Activation of CD45RB^lowCD25^– cells in vitro reveals their regulatory properties. (A) Sorted CD45RB^highCD25^– and CD45RB^lowCD25^– cells (25^–45^hi and 25^–45^lo, respectively) maintained for 6 days in culture containing anti-CD3 mAb and IL-2 (IL-2) were washed and cultured with the same number of untreated CD4⁺CD25^– cells, and cultured for another 3 days in the presence of anti-CD3 mAb and antigen-presenting cells. Freshly isolated (Fresh) CD4⁺CD25⁺ (25⁺), CD45RB^lowCD25^– (25^–45RB^lo), and CD45RB^highCD25^– (25^–45^hi) cells were used as controls. (B) Sorted CD45RB^lowCD25^– and CD45RB^highCD25^– cells (25^–45RB^lo and 25^–45RB^hi, respectively) were stimulated with plate-bound anti-CD3 mAb according to Materials and Methods.
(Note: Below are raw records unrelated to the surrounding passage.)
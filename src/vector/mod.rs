//! Embedding-based agent search
//!
//! Documents are embedded once at seed time; queries are embedded per call and
//! ranked with [`cosine_similarity`].

pub mod embedding;
pub mod similarity;
pub mod store;

pub use embedding::*;
pub use similarity::cosine_similarity;
pub use store::*;
//! Agent resolution strategies
//!
//! All strategies implement [`AgentRoutingSpecsResolver`]:
//!
//! - [`LlmAgentRoutingSpecsResolver`]: the model names an agent
//! - [`VectorAgentRoutingSpecsResolver`]: nearest seeded utterances vote
//! - [`HybridAgentRoutingSpecsResolver`]: the model's reply becomes the vector query

pub mod hybrid_resolver;
pub mod llm_resolver;
pub mod query;
pub mod resolver;
pub mod vector_resolver;

pub use hybrid_resolver::HybridAgentRoutingSpecsResolver;
pub use llm_resolver::LlmAgentRoutingSpecsResolver;
pub use query::{ModelToVectorQueryConverter, NoOpModelToVectorQueryConverter};
pub use resolver::AgentRoutingSpecsResolver;
pub use vector_resolver::VectorAgentRoutingSpecsResolver;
The evaluation of their suppressor function was performed by adding them at various ratios to untreated CD4⁺CD25^– cells as in A. Freshly isolated CD4⁺CD25⁺ cells (25⁺fresh) were used as control. The percentage of inhibition of naive T cell proliferation is plotted versus the ratio of the population tested/CD4⁺CD25^– cell number at the origin of the culture, as in Fig. 2B.